The report, presents 50 federal-level policy recommendations to help restore U.S. traded sector competitiveness, along with 13 state-level recommendations. The recommendations are organized around federal policies regarding the "4Ts" of technology, tax, trade, and talent, as well as policies to increase access to capital, reform regulations, and better assess U.S. traded sector competitiveness.

A nation's traded sector includes industries such as manufacturing, software, engineering and design services, music, movies, video games, farming, and mining, which compete in international marketplaces and whose output is sold at least in part to nonresidents of the nation. They are the core engine of U.S. economic growth and face unique challenges.

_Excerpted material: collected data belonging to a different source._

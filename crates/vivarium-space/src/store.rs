//! Backing storage for voxel chains.
//!
//! The grid's mutable state is three arrays: a [`GridFrame`] header, one
//! [`Object`] record per entity slot, and one chain head per voxel. Records
//! link to each other by index ([`NIL`] terminates a chain), so the bytes
//! of a [`FixedVoxelStore`] are a valid image on their own and can be
//! persisted or mapped from a file unchanged.

use bytemuck::{Pod, Zeroable};
use vivarium_core::{VoxelHash, NIL};

/// Per-entity record: position plus intrusive chain links.
///
/// `hash` is [`VoxelHash::UNASSIGNED`]'s raw value while the entity is not
/// indexed; otherwise it names the voxel whose chain holds the record.
#[repr(C)]
#[derive(Clone, Copy, Debug, PartialEq, Pod, Zeroable)]
pub struct Object {
    /// World position, padded to three axes.
    pub position: [f32; 3],
    /// Slot id; equals the record's index once the store is reset.
    pub id: u32,
    /// Next record in the voxel chain, or `NIL`.
    pub next: u32,
    /// Previous record in the voxel chain, or `NIL`.
    pub prev: u32,
    /// Raw voxel hash the record is linked under.
    pub hash: u32,
}

impl Object {
    /// An unlinked record for slot `id`.
    pub const fn detached(id: u32) -> Self {
        Self {
            position: [0.0; 3],
            id,
            next: NIL,
            prev: NIL,
            hash: NIL,
        }
    }

    /// The voxel this record currently belongs to.
    #[inline]
    pub fn voxel(&self) -> VoxelHash {
        VoxelHash(self.hash)
    }

    /// Whether the record is linked into a chain.
    #[inline]
    pub fn is_linked(&self) -> bool {
        self.hash != NIL
    }
}

/// Persisted grid header.
///
/// Holds enough to re-derive the world ↔ voxel transform after a restart.
/// A zeroed frame (`ready == 0`) means the grid has never been reset.
#[repr(C)]
#[derive(Clone, Copy, Debug, Default, PartialEq, Pod, Zeroable)]
pub struct GridFrame {
    /// Lower world bound, padded to three axes.
    pub min: [f32; 3],
    /// Upper world bound, padded to three axes.
    pub max: [f32; 3],
    /// Voxels per axis.
    pub resolution: u32,
    /// Non-zero once `reset` has run.
    pub ready: u32,
    /// Number of linked records.
    pub active: u32,
    /// [`EdgeBehavior::code`](crate::EdgeBehavior::code) of the grid.
    pub edge: u32,
}

/// Split mutable view over a store's arrays.
pub struct StoreParts<'a> {
    /// Grid header.
    pub frame: &'a mut GridFrame,
    /// Entity records.
    pub objects: &'a mut [Object],
    /// Voxel chain heads.
    pub heads: &'a mut [u32],
}

/// Read access to voxel chain storage.
pub trait VoxelStore {
    /// Grid header.
    fn frame(&self) -> &GridFrame;
    /// Entity records, indexed by slot id.
    fn objects(&self) -> &[Object];
    /// Chain heads, indexed by voxel hash.
    fn heads(&self) -> &[u32];
}

/// Mutable access to voxel chain storage.
pub trait VoxelStoreMut: VoxelStore {
    /// Borrow header, records and heads at once.
    fn parts_mut(&mut self) -> StoreParts<'_>;
}

impl<S: VoxelStore + ?Sized> VoxelStore for &S {
    fn frame(&self) -> &GridFrame {
        (**self).frame()
    }
    fn objects(&self) -> &[Object] {
        (**self).objects()
    }
    fn heads(&self) -> &[u32] {
        (**self).heads()
    }
}

impl<S: VoxelStore + ?Sized> VoxelStore for &mut S {
    fn frame(&self) -> &GridFrame {
        (**self).frame()
    }
    fn objects(&self) -> &[Object] {
        (**self).objects()
    }
    fn heads(&self) -> &[u32] {
        (**self).heads()
    }
}

impl<S: VoxelStoreMut + ?Sized> VoxelStoreMut for &mut S {
    fn parts_mut(&mut self) -> StoreParts<'_> {
        (**self).parts_mut()
    }
}

/// Heap-backed store, allocated once at construction.
#[derive(Clone, Debug)]
pub struct HeapVoxelStore {
    frame: GridFrame,
    objects: Vec<Object>,
    heads: Vec<u32>,
}

impl HeapVoxelStore {
    /// Allocate storage for `capacity` entities over `voxel_count` voxels.
    pub fn new(capacity: usize, voxel_count: usize) -> Self {
        Self {
            frame: GridFrame::default(),
            objects: (0..capacity as u32).map(Object::detached).collect(),
            heads: vec![NIL; voxel_count],
        }
    }
}

impl VoxelStore for HeapVoxelStore {
    fn frame(&self) -> &GridFrame {
        &self.frame
    }
    fn objects(&self) -> &[Object] {
        &self.objects
    }
    fn heads(&self) -> &[u32] {
        &self.heads
    }
}

impl VoxelStoreMut for HeapVoxelStore {
    fn parts_mut(&mut self) -> StoreParts<'_> {
        StoreParts {
            frame: &mut self.frame,
            objects: &mut self.objects,
            heads: &mut self.heads,
        }
    }
}

/// Inline, plain-old-data store for `OBJECTS` entities over `VOXELS`
/// voxels.
///
/// Meant to be embedded in a `#[repr(C)]` aggregate that is mapped from a
/// file. Construct it zeroed (for example with `bytemuck::zeroed_box`) and
/// let `Hashspace::reset` format it; a zeroed store reports itself as not
/// reset.
#[repr(C)]
#[derive(Clone, Copy)]
pub struct FixedVoxelStore<const OBJECTS: usize, const VOXELS: usize> {
    frame: GridFrame,
    objects: [Object; OBJECTS],
    heads: [u32; VOXELS],
}

impl<const OBJECTS: usize, const VOXELS: usize> FixedVoxelStore<OBJECTS, VOXELS> {
    /// Entity capacity.
    pub const CAPACITY: usize = OBJECTS;

    /// Number of voxels.
    pub const VOXELS: usize = VOXELS;
}

impl<const OBJECTS: usize, const VOXELS: usize> std::fmt::Debug
    for FixedVoxelStore<OBJECTS, VOXELS>
{
    fn fmt(&self, f: &mut std::fmt::Formatter<'_>) -> std::fmt::Result {
        f.debug_struct("FixedVoxelStore")
            .field("frame", &self.frame)
            .field("objects", &OBJECTS)
            .field("voxels", &VOXELS)
            .finish()
    }
}

impl<const OBJECTS: usize, const VOXELS: usize> VoxelStore for FixedVoxelStore<OBJECTS, VOXELS> {
    fn frame(&self) -> &GridFrame {
        &self.frame
    }
    fn objects(&self) -> &[Object] {
        &self.objects
    }
    fn heads(&self) -> &[u32] {
        &self.heads
    }
}

impl<const OBJECTS: usize, const VOXELS: usize> VoxelStoreMut
    for FixedVoxelStore<OBJECTS, VOXELS>
{
    fn parts_mut(&mut self) -> StoreParts<'_> {
        StoreParts {
            frame: &mut self.frame,
            objects: &mut self.objects,
            heads: &mut self.heads,
        }
    }
}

Because these industries face competition in the global market that non-traded, local-serving industries (retail trade or personal services) do not, their success is riskier. "The health of U.S. traded sector enterprises in industries such as semiconductors, software, machine tools, or automobiles-all far more exposed to global competition than local-serving firms and industries-cannot be taken for granted."

Ezell and Atkinson corroborate what I have written previously ─ "every lost manufacturing job has meant the loss of an additional two to three jobs throughout the rest of the economy...”

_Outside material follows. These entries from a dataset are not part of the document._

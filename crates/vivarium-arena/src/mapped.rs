//! File-backed, memory-mapped state arena.
//!
//! A [`StateArena<T>`] maps a file of exactly `size_of::<T>()` bytes and
//! dereferences to `T`. The file holds `T`'s raw byte image, so a later
//! run (or another process) reopening the same path with the same layout
//! sees the same state.

use std::fs::{File, OpenOptions};
use std::marker::PhantomData;
use std::ops::{Deref, DerefMut};
use std::path::{Path, PathBuf};

use bytemuck::Pod;
use memmap2::MmapMut;

use crate::config::ArenaConfig;
use crate::error::ArenaError;
use crate::raw;

/// A fixed-layout aggregate that can live in a [`StateArena`].
pub trait Persistent: Pod {
    /// Bring a zeroed image into its starting state.
    ///
    /// Called when the backing file is created or resized and
    /// [`ArenaConfig::initialize_if_absent`] is set.
    fn initialize(&mut self);
}

/// How the backing file looked when the arena was created.
#[derive(Clone, Copy, Debug, PartialEq, Eq)]
pub enum ArenaOrigin {
    /// The file did not exist.
    Created,
    /// The file existed with the expected size; its contents were kept.
    Reopened,
    /// The file existed with another size and was reset to a zeroed image.
    Resized {
        /// Length the file had before.
        previous_len: u64,
    },
}

impl ArenaOrigin {
    /// Whether the image started out zeroed.
    pub fn is_fresh(self) -> bool {
        !matches!(self, Self::Reopened)
    }
}

/// A `T` stored in a memory-mapped file.
pub struct StateArena<T: Persistent> {
    map: MmapMut,
    path: PathBuf,
    origin: ArenaOrigin,
    flush_on_drop: bool,
    _layout: PhantomData<T>,
}

impl<T: Persistent> StateArena<T> {
    /// Open or create the backing file and map it.
    ///
    /// A file whose length differs from `size_of::<T>()` is discarded and
    /// replaced by a zeroed image of the right size; its old contents are
    /// never interpreted.
    pub fn create(config: &ArenaConfig) -> Result<Self, ArenaError> {
        config.validate()?;
        let size = std::mem::size_of::<T>();
        if size == 0 {
            return Err(ArenaError::ZeroSizedLayout);
        }
        let path = config.path.clone();
        let io_err = |op: &'static str| {
            let path = path.clone();
            move |source| ArenaError::Io { op, path, source }
        };

        let existed = path.exists();
        let file = OpenOptions::new()
            .read(true)
            .write(true)
            .create(true)
            .truncate(false)
            .open(&path)
            .map_err(io_err("open"))?;
        let previous_len = file.metadata().map_err(io_err("stat"))?.len();
        let expected = size as u64;

        let origin = if !existed {
            ArenaOrigin::Created
        } else if previous_len == expected {
            ArenaOrigin::Reopened
        } else {
            ArenaOrigin::Resized { previous_len }
        };
        resize(&file, previous_len, expected, origin).map_err(io_err("resize"))?;

        let mut map = raw::map_file(&file).map_err(io_err("map"))?;
        let address = map.as_ptr() as usize;
        let align = std::mem::align_of::<T>();
        if address % align != 0 {
            return Err(ArenaError::Misaligned { align, address });
        }

        if origin.is_fresh() && config.initialize_if_absent {
            bytemuck::from_bytes_mut::<T>(&mut map[..]).initialize();
        }

        match origin {
            ArenaOrigin::Resized { previous_len } => tracing::warn!(
                path = %path.display(),
                previous_len,
                bytes = size,
                "state file had the wrong size and was reset"
            ),
            _ => tracing::info!(
                path = %path.display(),
                bytes = size,
                origin = ?origin,
                "state arena mapped"
            ),
        }

        Ok(Self {
            map,
            path,
            origin,
            flush_on_drop: config.flush_on_drop,
            _layout: PhantomData,
        })
    }

    /// How the backing file looked at creation.
    pub fn origin(&self) -> ArenaOrigin {
        self.origin
    }

    /// The backing file.
    pub fn path(&self) -> &Path {
        &self.path
    }

    /// Size of the mapped image in bytes.
    pub fn len(&self) -> usize {
        self.map.len()
    }

    /// Always false: zero-sized layouts are rejected at creation.
    pub fn is_empty(&self) -> bool {
        self.map.is_empty()
    }

    /// The raw byte image.
    pub fn as_bytes(&self) -> &[u8] {
        &self.map
    }

    /// Write dirty pages back to the file and wait for completion.
    pub fn flush(&self) -> Result<(), ArenaError> {
        self.map.flush().map_err(|source| ArenaError::Io {
            op: "flush",
            path: self.path.clone(),
            source,
        })
    }

    /// Unmap the arena, flushing first if `flush` is set.
    pub fn destroy(mut self, flush: bool) -> Result<(), ArenaError> {
        self.flush_on_drop = false;
        if flush {
            self.flush()?;
        }
        tracing::info!(path = %self.path.display(), flushed = flush, "state arena unmapped");
        Ok(())
    }
}

fn resize(file: &File, current: u64, expected: u64, origin: ArenaOrigin) -> std::io::Result<()> {
    match origin {
        ArenaOrigin::Reopened => Ok(()),
        ArenaOrigin::Created => file.set_len(expected),
        ArenaOrigin::Resized { .. } => {
            // Truncate first so no byte of the old image survives.
            if current != 0 {
                file.set_len(0)?;
            }
            file.set_len(expected)
        }
    }
}

impl<T: Persistent> Deref for StateArena<T> {
    type Target = T;

    fn deref(&self) -> &T {
        bytemuck::from_bytes(&self.map[..])
    }
}

impl<T: Persistent> DerefMut for StateArena<T> {
    fn deref_mut(&mut self) -> &mut T {
        bytemuck::from_bytes_mut(&mut self.map[..])
    }
}

impl<T: Persistent> Drop for StateArena<T> {
    fn drop(&mut self) {
        if self.flush_on_drop {
            if let Err(err) = self.map.flush() {
                tracing::warn!(path = %self.path.display(), error = %err, "flush on drop failed");
            }
        }
    }
}

impl<T: Persistent> std::fmt::Debug for StateArena<T> {
    fn fmt(&self, f: &mut std::fmt::Formatter<'_>) -> std::fmt::Result {
        f.debug_struct("StateArena")
            .field("path", &self.path)
            .field("bytes", &self.map.len())
            .field("origin", &self.origin)
            .finish()
    }
}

The reasons why the authors emphasize the importance of manufacturing as a "traded sector" are:  

  • It will be difficult for the U. S. to balance its foreign trade without a robust manufacturing sector because manufacturing accounts for 86 percent of U.S. goods exports and 60 percent of total U.S. exports.
  • Manufacturing remains a key source of jobs that both pay well.
  • Each manufacturing job supports as an average of 2.9 other jobs in the economy.
  • The average wages in U.S. high technology are 86 percent higher than the average of other private sector wages.
  • Manufacturing, R&D, and innovation go hand-in-hand.
  • The manufacturing sector accounts for 72 percent of all private sector R&D spending.
  • Manufacturing employs 63 percent of domestic scientists and engineers.
  • U.S. manufacturing firms demonstrate almost three times the rate of innovation as U.S. services firms.
  • Manufacturing is vital to U.S. national security and defense.  

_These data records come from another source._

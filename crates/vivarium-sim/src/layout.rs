//! Compile-time capacities of the persisted [`State`](crate::State).
//!
//! Changing any of these changes the byte layout of the state file; an
//! existing file is then rejected or reset, never reinterpreted.

/// Creature slots.
pub const MAX_CREATURES: usize = 1024;

/// Particle slots.
pub const MAX_PARTICLES: usize = 2048;

/// Voxels per axis of the planar creature grid.
pub const CREATURE_GRID_RESOLUTION: u32 = 32;

/// Voxel heads in the creature grid.
pub const CREATURE_VOXELS: usize = (CREATURE_GRID_RESOLUTION * CREATURE_GRID_RESOLUTION) as usize;

/// Voxels per axis of the volumetric particle grid.
pub const PARTICLE_GRID_RESOLUTION: u32 = 16;

/// Voxel heads in the particle grid.
pub const PARTICLE_VOXELS: usize =
    (PARTICLE_GRID_RESOLUTION * PARTICLE_GRID_RESOLUTION * PARTICLE_GRID_RESOLUTION) as usize;

/// Field cells along x.
pub const FIELD_WIDTH: u32 = 128;

/// Field cells along y.
pub const FIELD_HEIGHT: u32 = 128;

/// Cells per field side.
pub const FIELD_CELLS: usize = (FIELD_WIDTH * FIELD_HEIGHT) as usize;

/// Identifies a Vivarium state file (`"VIVA"` little-endian).
pub const MAGIC: u32 = u32::from_le_bytes(*b"VIVA");

/// Bumped whenever the persisted layout changes.
pub const LAYOUT_VERSION: u32 = 1;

They contend that "the engines of a nation's competitiveness are in fact not mom and pop small businesses, but rather firms in traded sectors, high-growth entrepreneurial companies, and U.S.-headquartered multinational corporations. Although such firms comprise far less than 1 percent of U.S. companies, they account for about 19 percent of private-sector jobs, 25 percent of private-sector wages, 48 percent of goods exports, and 74 percent of nonpublic R&D investment. And, since 1990, they have been responsible for 41 percent of the nation's increase in private labor productivity."

The report notes that "traded sector businesses improve the local economy in three ways:

  1. Traded sector businesses bring money into a region by selling to people and businesses outside the region.
  2. They help keep local money at home through import substitution, which occurs when local residents and businesses purchase locally produced products instead of importing goods and services.
  3. They improve economic equity since "their productivity and market size tends to lead them to offer higher wage levels" and "jobs at traded sector companies help anchor a region's middle class employment base by providing stable, living wage jobs for residents."

Manufacturing is vital to U.S. competitiveness. I highly recommend reading all of this comprehensive, well-researched, well-documented report to be able to evaluate all of their recommendations and benefit from the details that are the basis for each recommendation.